Collected data
───
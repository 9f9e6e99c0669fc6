//! Columnar in-memory table with an optional derived (`modified`) view

mod snapshot;
mod value;

use std::fmt;
use std::sync::Arc;

use dv_core::events::{EventDetail, HandlerId};
use indexmap::IndexMap;
use tracing::{debug, trace, warn};
use uuid::Uuid;

use crate::events::{TableEvent, TableEventKind, TableEvents, TableHandler};
use crate::modifiers::DataModifier;

pub use snapshot::TableSnapshot;
pub use value::{compare_cells, CellValue};

/// Ordered sequence of cell values, one per row
pub type Column = Vec<CellValue>;

/// Columns keyed by name; insertion order is the table's column order
pub type ColumnCollection = IndexMap<String, Column>;

/// Row in positional form, aligned to [`DataTable::get_column_names`]
pub type Row = Vec<CellValue>;

/// Row keyed by column name
pub type RowObject = IndexMap<String, CellValue>;

/// Either row representation, as accepted by [`DataTable::set_rows`]
#[derive(Debug, Clone, PartialEq)]
pub enum RowInput {
    Positional(Row),
    Object(RowObject),
}

impl From<Row> for RowInput {
    fn from(row: Row) -> Self {
        RowInput::Positional(row)
    }
}

impl From<RowObject> for RowInput {
    fn from(row: RowObject) -> Self {
        RowInput::Object(row)
    }
}

/// Build a column from anything convertible into cells
pub fn column<V: Into<CellValue>>(values: impl IntoIterator<Item = V>) -> Column {
    values.into_iter().map(Into::into).collect()
}

/// Build a row object from name/value pairs
pub fn row_object<K, V>(pairs: impl IntoIterator<Item = (K, V)>) -> RowObject
where
    K: Into<String>,
    V: Into<CellValue>,
{
    pairs
        .into_iter()
        .map(|(name, value)| (name.into(), value.into()))
        .collect()
}

/// Columnar table of typed cells.
///
/// Column storage is only reachable through the setter methods, which keep
/// every column at exactly [`get_row_count`](Self::get_row_count) cells and
/// bring the derived table up to date before returning.
pub struct DataTable {
    id: String,
    columns: ColumnCollection,
    row_count: usize,
    modifier: Option<Arc<dyn DataModifier>>,
    /// Derived table; `None` means `modified()` aliases the table itself
    modified: Option<Box<DataTable>>,
    events: TableEvents,
}
pub mod feature;
pub mod vertex;

pub use feature::{FeatureLayer, LayerRole, Polygon2, PolygonFeature};
pub use vertex::{PartKey, PartPacking, VertexRecord, VertexSet};
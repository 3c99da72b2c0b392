//! Reading feature tables and writing run results.

pub mod layer_reader;
pub mod table_writer;

pub use layer_reader::{parse_layer, read_layer, read_layers};
pub use table_writer::{write_interface_table, write_run, write_segments, RunOutputs, TableSchema};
───
Lines containing the word "RowObject": copy every one of them from the records above.

pub type RowObject = IndexMap<String, CellValue>;
    Object(RowObject),
impl From<RowObject> for RowInput {
    fn from(row: RowObject) -> Self {
pub fn row_object<K, V>(pairs: impl IntoIterator<Item = (K, V)>) -> RowObject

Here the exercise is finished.